Gli albori sono stati forse difficili, visto che Del Vecchio era figlio di emigrati pugliesi a Milano. Ultimo di quattro fratelli, il padre morì prima della sua nascita e il piccolo Leonardo non potè stare sui libri oltre la terza media, studi condotti nel collegio per orfani dei Martinitt, a cui venne affidato. In esso sono cresciuti anche altri noti imprenditori italiani, come Edoardo Bianchi, re delle omonime biciclette, e l'editore Angelo Rizzoli. Del Vecchio, quando già era affermato, rivelò: "Sono cresciuto senza padre e in istituto. Crescere senza famiglia è qualcosa che non si può spiegare, se non lo si è vissuto. Ti segna".

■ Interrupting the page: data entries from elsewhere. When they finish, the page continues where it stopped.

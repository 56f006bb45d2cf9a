//! Central directory and trailer assembly.
//!
//! Runs once, after the last entry is closed. Every offset written here is
//! taken from the sink at the moment the record is written, and the
//! recorded central directory size is checked against the bytes the sink
//! actually advanced.

use std::io::Write;

use crate::format::trailer::{
    EndOfCentralDirectory, TrailerValues, Zip64EndOfCentralDirectory, Zip64Locator,
};
use crate::format::{EOCD_SIZE, ZIP64_EOCD_SIZE, ZIP64_LOCATOR_SIZE};
use crate::model::ZipModel;
use crate::volume::VolumeWriter;
use crate::{Error, Result};

/// What [`write_central_directory`] wrote.
#[derive(Debug, Clone, Copy, PartialEq, Eq)]
pub struct CentralDirectorySummary {
    /// Archive-level values as recorded (full width).
    pub values: TrailerValues,
    /// Absolute offset of the first central directory header.
    pub cd_absolute_offset: u64,
    /// A ZIP64 EOCD record and locator were written.
    pub zip64: bool,
    /// Number of disks the archive spans.
    pub total_disks: u32,
}

/// Writes the central directory for `model`, then the ZIP64 trailer when
/// needed or `force_zip64` is set, then the EOCD.
///
/// The model's trailer fields (`cd_offset`, `cd_size`, `cd_start_disk`,
/// `total_disks`, `zip64`) are updated to what was written.
///
/// # Errors
///
/// Returns [`Error::InvariantViolation`] if the sink's position disagrees
/// with the bytes this function wrote.
pub fn write_central_directory<V: VolumeWriter>(
    sink: &mut V,
    model: &mut ZipModel,
    force_zip64: bool,
) -> Result<CentralDirectorySummary> {
    let mut headers = Vec::with_capacity(model.len());
    let mut any_entry_zip64 = false;
    for entry in model.iter() {
        let header = entry.to_central();
        any_entry_zip64 |= header.needs_zip64();
        headers.push(header.encode()?);
    }

    let first_len = headers.first().map_or(0, |h| h.len() as u64);
    sink.ensure_room(first_len)?;
    let cd_absolute_offset = sink.position();
    let cd_start_disk = sink.current_disk();
    let cd_offset = sink.disk_offset();

    let mut cd_size = 0u64;
    let mut counting_disk = cd_start_disk;
    let mut entries_on_disk = 0u64;
    for header in &headers {
        sink.ensure_room(header.len() as u64)?;
        if sink.current_disk() != counting_disk {
            counting_disk = sink.current_disk();
            entries_on_disk = 0;
        }
        sink.write_all(header)?;
        entries_on_disk += 1;
        cd_size += header.len() as u64;
    }

    let advanced = sink.position() - cd_absolute_offset;
    if advanced != cd_size {
        return Err(Error::invariant(format!(
            "central directory occupies {} bytes but {} were recorded",
            advanced, cd_size
        )));
    }

    let comment = model.comment.clone();
    let total_entries = headers.len() as u64;
    let provisional = TrailerValues {
        disk_number: counting_disk,
        cd_start_disk,
        entries_on_disk,
        total_entries,
        cd_size,
        cd_offset,
    };
    let mut zip64 = force_zip64 || any_entry_zip64 || provisional.needs_zip64();

    let trailer_len = |zip64: bool| {
        let classic = EOCD_SIZE + comment.len() as u64;
        if zip64 {
            classic + ZIP64_EOCD_SIZE + ZIP64_LOCATOR_SIZE
        } else {
            classic
        }
    };
    sink.ensure_room(trailer_len(zip64))?;
    let disk_number = sink.current_disk();
    if disk_number != counting_disk {
        entries_on_disk = 0;
    }
    let values = TrailerValues {
        disk_number,
        entries_on_disk,
        ..provisional
    };
    if !zip64 && values.needs_zip64() {
        // A rollover pushed the disk number past the classic field.
        zip64 = true;
        sink.ensure_room(trailer_len(true))?;
    }

    if zip64 {
        let record_offset = sink.disk_offset();
        let record_disk = sink.current_disk();
        sink.write_all(&Zip64EndOfCentralDirectory::new(values).encode()?)?;
        let locator = Zip64Locator {
            zip64_eocd_disk: record_disk,
            zip64_eocd_offset: record_offset,
            total_disks: values.disk_number + 1,
        };
        sink.write_all(&locator.encode()?)?;
    }
    sink.write_all(&EndOfCentralDirectory::from_values(&values, comment).encode()?)?;

    model.cd_offset = cd_absolute_offset;
    model.cd_size = cd_size;
    model.cd_start_disk = cd_start_disk;
    model.total_disks = values.disk_number + 1;
    model.zip64 = zip64;

    log::debug!(
        "wrote central directory: {} entries, {} bytes at offset {}{}",
        total_entries,
        cd_size,
        cd_absolute_offset,
        if zip64 { " (zip64)" } else { "" }
    );

    Ok(CentralDirectorySummary {
        values,
        cd_absolute_offset,
        zip64,
        total_disks: values.disk_number + 1,
    })
}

Dopo la scuola il giovane Leonardo andò a lavorare come garzone in una fabbrica di medaglie e coppe. Quindi a 22 anni andò in un paese del Trentino dove prende servizio come operaio e avanti così fino al 1958 quando, dopo il trasferimento ad Agordo, in provincia di Belluno, rispose a un bando della comunità montana che offriva un terreno a chi avesse avviato un’azienda sul territorio. Del Vecchio a 26 anni iniziò l’avventura che lo avrebbe portato alla Luxottica, prima come terzista e poi nel 1961 come produttore di occhiali finiti, con quattordici dipendenti. Da lì la crescita fino a diventare uno dei maggiori imprenditori del Paese ed europei. 

Cavaliere del lavoro e patron di una holding da 25 miliardi

I suoi meriti imprenditoriali vennero certificati dalla nomina a Cavaliere del lavoro nel 1986. Un'ascesa inarrestabile che lo portò a diventare con il suo gruppo maggior azionista di Generali, Convivo e Mediobanca. La sua ricchezza attraverso la holding di famiglia Delfin è stata valutata dalla rivista Forbes, nel 2022, in circa 25 miliardi di euro. Da due mogli e una compagna, Del Vecchio ha avuto in tutto 6 figli, due dei quali ancora minorenni. Il tema vero oggi, oltre il cordoglio, è quello dell'eredità di un impero che, come abbiamo visto, viaggia a 9 zeri. 

Nella biografia di Del Vecchio, curata da Tommaso Ebhardt (Sperling&Kupfer 2022) - citata dal Corriere della sera -, l'uomo viene descritto così: "Un billionaire: da un lato, è sempre pronto a cogliere le opportunità di crescita per la sua azienda, ad abbracciare il cambiamento tecnologico alleandosi con i leader globali dell’era social come dimostrano gli occhiali sviluppati con Meta, all’epoca Facebook, dall’altro rimane al centro dell’attenzione del mondo finanziario per il suo attivismo come investitore in banche e assicurazioni". Un uomo capace e aperto all'innovazione, certamente, ma che sapeva anche come stare all'interno dei mercati finanziari, per trarne vantaggio.